Activity :: Which lines of the records contain the word "TokenKind"? Copy each one.

Start of Source material

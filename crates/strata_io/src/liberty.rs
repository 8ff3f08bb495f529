//! Liberty reader: electrical cell and pin attributes.
//!
//! Only the structural subset the placer cares about is read: cell area and
//! leakage, pin direction/capacitance/fan-out limits, logic function
//! strings and clock flags. Timing tables are skipped wholesale.

use crate::lex::{Cursor, LexConfig, TokenKind, tokenize};
use strata_common::ParseError;
use strata_db::{Design, IoDirection};

/// Header information collected from the `library` group.
#[derive(Debug, Clone, Default)]
pub struct LibertyInfo {
    /// Library name.
    pub name: String,
    /// Declared leakage power unit (e.g. `1nW`).
    pub leakage_power_unit: String,
    /// Declared capacitive load unit (e.g. `1 pf`).
    pub capacitive_load_unit: String,
    /// Number of cells created or updated.
    pub cells_updated: usize,
}

/// Reads a Liberty stream, augmenting cells already present from LEF and
/// creating the ones that are not.
pub fn read_liberty(design: &mut Design, source: &str) -> Result<LibertyInfo, ParseError> {
    let tokens = tokenize(source, &LexConfig::liberty())?;
    let mut cursor = Cursor::new(tokens);
    let mut info = LibertyInfo::default();

    cursor.expect_ident("library")?;
    cursor.expect_punct('(')?;
    info.name = cursor.next().text;
    cursor.expect_punct(')')?;
    cursor.expect_punct('{')?;

    while !cursor.eat_punct('}') {
        if cursor.at_eof() {
            return Err(cursor.error("unterminated library group"));
        }
        let token = cursor.expect_ident("library statement")?;
        match token.text.as_str() {
            "leakage_power_unit" => {
                cursor.expect_punct(':')?;
                info.leakage_power_unit = cursor.next().text;
                cursor.eat_punct(';');
            }
            "capacitive_load_unit" => {
                cursor.expect_punct('(')?;
                let value = cursor.expect_number()?;
                cursor.expect_punct(',')?;
                let unit = cursor.expect_ident("capacitance unit")?;
                cursor.expect_punct(')')?;
                cursor.eat_punct(';');
                info.capacitive_load_unit = format!("{value} {}", unit.text);
            }
            "cell" => {
                parse_cell(design, &mut cursor)?;
                info.cells_updated += 1;
            }
            _ => skip_statement_or_group(&mut cursor)?,
        }
    }
    Ok(info)
}

/// Consumes the remainder of an attribute (`: value... ;`), a complex
/// attribute (`(args) ;`) or a whole nested group (`(args) { ... }`).
fn skip_statement_or_group(cursor: &mut Cursor) -> Result<(), ParseError> {
    if cursor.eat_punct(':') {
        while !cursor.eat_punct(';') {
            if cursor.at_eof() {
                return Err(cursor.error("unterminated attribute"));
            }
            if cursor.peek().kind == TokenKind::Punct && cursor.peek().text == "}" {
                // attribute without a ';' before the closing brace
                return Ok(());
            }
            cursor.next();
        }
        return Ok(());
    }
    if cursor.eat_punct('(') {
        let mut depth = 1;
        while depth > 0 {
            if cursor.at_eof() {
                return Err(cursor.error("unterminated parameter list"));
            }
            let token = cursor.next();
            if token.kind == TokenKind::Punct {
                match token.text.as_str() {
                    "(" => depth += 1,
                    ")" => depth -= 1,
                    _ => {}
                }
            }
        }
        if cursor.eat_punct('{') {
            let mut depth = 1;
            while depth > 0 {
                if cursor.at_eof() {
                    return Err(cursor.error("unterminated group"));
                }
                let token = cursor.next();
                if token.kind == TokenKind::Punct {
                    match token.text.as_str() {
                        "{" => depth += 1,
                        "}" => depth -= 1,
                        _ => {}
                    }
                }
            }
        } else {
            cursor.eat_punct(';');
        }
        return Ok(());
    }
    Err(cursor.error("expected ':' or '(' after identifier"))
}

fn parse_cell(design: &mut Design, cursor: &mut Cursor) -> Result<(), ParseError> {
    cursor.expect_punct('(')?;
    let name = cursor.next();
    cursor.expect_punct(')')?;
    cursor.expect_punct('{')?;

    let cell_key = design
        .cell_lib
        .create(&name.text)
        .map_err(|e| ParseError::new(name.line, name.col, e.to_string()))?;

    while !cursor.eat_punct('}') {
        if cursor.at_eof() {
            return Err(cursor.error("unterminated cell group"));
        }
        let token = cursor.expect_ident("cell statement")?;
        match token.text.as_str() {
            "area" => {
                cursor.expect_punct(':')?;
                let area = cursor.expect_number()?;
                cursor.eat_punct(';');
                design.cell_lib.cells.get_mut(cell_key).expect("cell exists").area_um2 = area;
            }
            "cell_leakage_power" => {
                cursor.expect_punct(':')?;
                let leakage = cursor.expect_number()?;
                cursor.eat_punct(';');
                design
                    .cell_lib
                    .cells
                    .get_mut(cell_key)
                    .expect("cell exists")
                    .leakage_power = leakage;
            }
            "pin" => parse_pin(design, cursor, cell_key)?,
            _ => skip_statement_or_group(cursor)?,
        }
    }
    Ok(())
}

fn parse_pin(
    design: &mut Design,
    cursor: &mut Cursor,
    cell_key: strata_db::CellKey,
) -> Result<(), ParseError> {
    cursor.expect_punct('(')?;
    let name = cursor.next();
    cursor.expect_punct(')')?;
    cursor.expect_punct('{')?;

    let pin_key = design
        .cell_lib
        .cells
        .get_mut(cell_key)
        .expect("cell exists")
        .pins
        .create(&name.text);

    while !cursor.eat_punct('}') {
        if cursor.at_eof() {
            return Err(cursor.error("unterminated pin group"));
        }
        let token = cursor.expect_ident("pin statement")?;
        let pin = design
            .cell_lib
            .cells
            .get_mut(cell_key)
            .expect("cell exists")
            .pins
            .get_mut(pin_key)
            .expect("pin created above");
        match token.text.as_str() {
            "direction" => {
                cursor.expect_punct(':')?;
                let dir = cursor.next();
                cursor.eat_punct(';');
                // LEF wins when it already set a direction
                if pin.direction == IoDirection::Unknown {
                    pin.direction = match dir.text.as_str() {
                        "input" => IoDirection::Input,
                        "output" => IoDirection::Output,
                        "inout" => IoDirection::Io,
                        _ => IoDirection::Unknown,
                    };
                }
            }
            "capacitance" => {
                cursor.expect_punct(':')?;
                pin.cap_input = cursor.expect_number()?;
                cursor.eat_punct(';');
            }
            "max_capacitance" => {
                cursor.expect_punct(':')?;
                pin.cap_max_output = cursor.expect_number()?;
                cursor.eat_punct(';');
            }
            "max_fanout" => {
                cursor.expect_punct(':')?;
                pin.max_fanout = cursor.expect_number()? as u32;
                cursor.eat_punct(';');
            }
            "function" => {
                cursor.expect_punct(':')?;
                pin.function = cursor.next().text;
                cursor.eat_punct(';');
            }
            "three_state" => {
                cursor.expect_punct(':')?;
                pin.tristate_function = cursor.next().text;
                cursor.eat_punct(';');
            }
            "clock" => {
                cursor.expect_punct(':')?;
                let value = cursor.next();
                cursor.eat_punct(';');
                pin.is_clock = value.text == "true";
            }
            _ => skip_statement_or_group(cursor)?,
        }
    }
    Ok(())
}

End of Source material

Answer to this task ::
use crate::lex::{Cursor, LexConfig, TokenKind, tokenize};
            if cursor.peek().kind == TokenKind::Punct && cursor.peek().text == "}" {
            if token.kind == TokenKind::Punct {
                if token.kind == TokenKind::Punct {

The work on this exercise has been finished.